▶
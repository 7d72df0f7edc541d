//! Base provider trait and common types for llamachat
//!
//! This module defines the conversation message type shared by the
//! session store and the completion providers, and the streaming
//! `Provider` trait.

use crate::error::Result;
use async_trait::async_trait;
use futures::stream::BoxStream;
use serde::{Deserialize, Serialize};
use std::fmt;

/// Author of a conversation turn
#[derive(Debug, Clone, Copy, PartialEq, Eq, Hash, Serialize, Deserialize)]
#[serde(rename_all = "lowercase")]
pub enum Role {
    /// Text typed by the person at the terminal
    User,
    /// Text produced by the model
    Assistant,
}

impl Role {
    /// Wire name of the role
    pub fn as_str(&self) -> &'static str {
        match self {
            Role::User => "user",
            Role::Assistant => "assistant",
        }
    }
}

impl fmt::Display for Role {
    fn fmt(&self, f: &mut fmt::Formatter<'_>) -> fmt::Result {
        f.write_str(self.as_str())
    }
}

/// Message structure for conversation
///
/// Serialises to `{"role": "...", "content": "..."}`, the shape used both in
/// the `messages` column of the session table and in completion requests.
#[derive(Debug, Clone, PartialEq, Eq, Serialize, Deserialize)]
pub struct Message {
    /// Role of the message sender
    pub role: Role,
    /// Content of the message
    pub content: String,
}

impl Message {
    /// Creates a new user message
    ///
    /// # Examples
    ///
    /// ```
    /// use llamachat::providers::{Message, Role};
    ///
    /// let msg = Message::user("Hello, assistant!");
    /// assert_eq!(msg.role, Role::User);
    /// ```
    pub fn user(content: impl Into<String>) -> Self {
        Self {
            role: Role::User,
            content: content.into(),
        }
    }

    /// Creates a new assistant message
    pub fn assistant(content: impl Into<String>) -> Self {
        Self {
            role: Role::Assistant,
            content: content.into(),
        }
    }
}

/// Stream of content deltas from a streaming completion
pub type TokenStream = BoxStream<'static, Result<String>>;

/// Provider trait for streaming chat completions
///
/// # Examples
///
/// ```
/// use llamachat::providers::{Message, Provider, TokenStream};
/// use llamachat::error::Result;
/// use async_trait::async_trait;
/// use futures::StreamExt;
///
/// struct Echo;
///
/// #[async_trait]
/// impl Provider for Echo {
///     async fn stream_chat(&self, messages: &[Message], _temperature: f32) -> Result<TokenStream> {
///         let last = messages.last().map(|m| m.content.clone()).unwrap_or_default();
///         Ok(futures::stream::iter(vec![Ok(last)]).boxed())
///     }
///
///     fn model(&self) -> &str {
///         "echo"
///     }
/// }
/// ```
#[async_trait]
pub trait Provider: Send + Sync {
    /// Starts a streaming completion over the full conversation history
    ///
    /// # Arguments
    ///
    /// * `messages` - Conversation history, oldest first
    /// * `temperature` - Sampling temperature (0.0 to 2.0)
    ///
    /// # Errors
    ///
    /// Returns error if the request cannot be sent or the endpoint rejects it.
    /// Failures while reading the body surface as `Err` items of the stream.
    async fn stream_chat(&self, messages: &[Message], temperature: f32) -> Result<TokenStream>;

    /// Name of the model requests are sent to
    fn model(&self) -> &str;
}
◀
▶
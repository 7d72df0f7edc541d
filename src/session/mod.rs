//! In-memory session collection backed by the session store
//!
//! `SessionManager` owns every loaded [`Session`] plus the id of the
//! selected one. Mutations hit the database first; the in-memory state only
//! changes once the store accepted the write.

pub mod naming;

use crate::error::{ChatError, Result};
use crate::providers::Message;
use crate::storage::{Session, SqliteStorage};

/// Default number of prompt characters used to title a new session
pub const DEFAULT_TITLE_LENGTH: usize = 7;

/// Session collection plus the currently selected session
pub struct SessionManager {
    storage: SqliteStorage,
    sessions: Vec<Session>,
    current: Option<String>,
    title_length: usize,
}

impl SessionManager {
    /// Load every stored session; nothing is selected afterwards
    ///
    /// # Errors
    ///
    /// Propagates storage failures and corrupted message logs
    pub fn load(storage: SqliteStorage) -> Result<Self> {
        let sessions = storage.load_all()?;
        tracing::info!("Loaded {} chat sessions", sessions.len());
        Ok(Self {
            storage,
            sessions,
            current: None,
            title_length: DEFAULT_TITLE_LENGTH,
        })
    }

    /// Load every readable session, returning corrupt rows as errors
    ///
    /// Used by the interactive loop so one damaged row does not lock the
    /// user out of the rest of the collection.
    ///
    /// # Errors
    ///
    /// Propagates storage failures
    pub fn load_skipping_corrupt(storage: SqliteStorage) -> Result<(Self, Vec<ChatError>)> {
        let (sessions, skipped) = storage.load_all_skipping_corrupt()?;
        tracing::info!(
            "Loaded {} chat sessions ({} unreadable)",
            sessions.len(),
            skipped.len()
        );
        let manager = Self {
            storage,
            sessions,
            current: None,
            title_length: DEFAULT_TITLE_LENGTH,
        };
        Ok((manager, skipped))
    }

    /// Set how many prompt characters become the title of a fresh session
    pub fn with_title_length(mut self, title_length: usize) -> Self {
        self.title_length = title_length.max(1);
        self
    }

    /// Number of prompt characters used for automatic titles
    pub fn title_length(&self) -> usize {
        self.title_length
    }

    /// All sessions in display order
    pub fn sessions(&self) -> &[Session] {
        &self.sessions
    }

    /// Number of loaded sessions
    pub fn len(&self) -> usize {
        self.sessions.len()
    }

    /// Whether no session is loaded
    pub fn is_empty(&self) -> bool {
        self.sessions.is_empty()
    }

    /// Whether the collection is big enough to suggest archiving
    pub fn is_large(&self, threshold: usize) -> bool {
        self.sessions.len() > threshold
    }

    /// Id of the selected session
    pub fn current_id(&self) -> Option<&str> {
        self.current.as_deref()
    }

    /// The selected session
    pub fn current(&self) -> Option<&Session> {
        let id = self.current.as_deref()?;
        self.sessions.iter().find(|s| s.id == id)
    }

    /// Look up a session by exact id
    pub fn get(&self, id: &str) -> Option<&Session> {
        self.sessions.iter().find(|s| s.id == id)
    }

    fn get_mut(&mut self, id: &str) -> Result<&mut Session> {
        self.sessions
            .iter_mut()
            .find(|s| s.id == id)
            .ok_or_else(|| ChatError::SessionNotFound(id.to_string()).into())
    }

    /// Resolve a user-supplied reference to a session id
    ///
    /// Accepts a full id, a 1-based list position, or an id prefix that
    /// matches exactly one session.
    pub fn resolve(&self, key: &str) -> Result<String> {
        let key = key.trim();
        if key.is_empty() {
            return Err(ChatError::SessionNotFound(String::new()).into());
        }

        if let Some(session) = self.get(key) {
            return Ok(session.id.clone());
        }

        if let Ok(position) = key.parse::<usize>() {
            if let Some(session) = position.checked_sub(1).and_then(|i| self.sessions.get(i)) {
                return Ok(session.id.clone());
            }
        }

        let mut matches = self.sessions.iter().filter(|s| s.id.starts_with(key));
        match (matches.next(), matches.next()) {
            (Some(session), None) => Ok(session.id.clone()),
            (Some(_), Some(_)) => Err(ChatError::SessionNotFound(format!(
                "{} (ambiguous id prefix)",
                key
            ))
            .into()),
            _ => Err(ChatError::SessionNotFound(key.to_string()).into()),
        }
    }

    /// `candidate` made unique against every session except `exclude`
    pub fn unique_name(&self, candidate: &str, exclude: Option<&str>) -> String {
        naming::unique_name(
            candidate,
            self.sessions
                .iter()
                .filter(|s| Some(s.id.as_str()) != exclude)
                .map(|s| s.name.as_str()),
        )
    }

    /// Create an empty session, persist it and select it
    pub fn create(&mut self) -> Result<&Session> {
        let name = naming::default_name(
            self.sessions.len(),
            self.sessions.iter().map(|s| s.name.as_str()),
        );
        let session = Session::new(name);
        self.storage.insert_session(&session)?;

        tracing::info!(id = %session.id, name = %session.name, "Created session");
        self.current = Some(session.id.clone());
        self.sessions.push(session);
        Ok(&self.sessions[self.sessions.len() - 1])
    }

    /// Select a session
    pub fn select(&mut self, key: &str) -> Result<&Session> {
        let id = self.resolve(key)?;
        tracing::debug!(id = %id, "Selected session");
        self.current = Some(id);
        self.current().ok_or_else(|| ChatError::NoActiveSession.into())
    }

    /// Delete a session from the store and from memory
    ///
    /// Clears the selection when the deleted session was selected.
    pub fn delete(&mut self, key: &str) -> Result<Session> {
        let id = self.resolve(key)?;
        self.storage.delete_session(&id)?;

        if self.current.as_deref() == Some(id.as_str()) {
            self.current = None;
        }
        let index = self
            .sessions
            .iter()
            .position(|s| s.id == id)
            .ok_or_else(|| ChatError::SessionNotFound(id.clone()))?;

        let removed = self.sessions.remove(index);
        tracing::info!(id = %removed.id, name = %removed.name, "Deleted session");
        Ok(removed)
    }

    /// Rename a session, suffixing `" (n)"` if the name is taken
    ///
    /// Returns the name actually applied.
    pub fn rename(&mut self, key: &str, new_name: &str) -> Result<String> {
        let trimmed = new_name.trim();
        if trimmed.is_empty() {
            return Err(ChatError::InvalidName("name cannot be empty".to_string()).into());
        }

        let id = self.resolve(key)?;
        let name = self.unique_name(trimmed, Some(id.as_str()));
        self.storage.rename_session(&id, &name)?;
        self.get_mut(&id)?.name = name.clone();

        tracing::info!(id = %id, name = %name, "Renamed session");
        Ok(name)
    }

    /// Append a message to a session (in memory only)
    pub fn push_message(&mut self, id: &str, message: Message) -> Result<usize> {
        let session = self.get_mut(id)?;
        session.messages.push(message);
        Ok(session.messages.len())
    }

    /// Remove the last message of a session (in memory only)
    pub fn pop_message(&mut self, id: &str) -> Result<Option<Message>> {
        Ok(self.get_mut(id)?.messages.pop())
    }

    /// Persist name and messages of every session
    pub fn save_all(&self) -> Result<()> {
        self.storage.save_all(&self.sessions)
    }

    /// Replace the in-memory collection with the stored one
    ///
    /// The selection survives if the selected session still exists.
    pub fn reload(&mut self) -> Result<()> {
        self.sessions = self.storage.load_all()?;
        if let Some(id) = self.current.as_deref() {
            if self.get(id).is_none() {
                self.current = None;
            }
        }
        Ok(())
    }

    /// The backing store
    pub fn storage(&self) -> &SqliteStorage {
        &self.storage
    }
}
◀
The task - In the entries above, find each line with "full" and copy it.

Exercise result -
    /// Starts a streaming completion over the full conversation history
    /// Accepts a full id, a 1-based list position, or an id prefix that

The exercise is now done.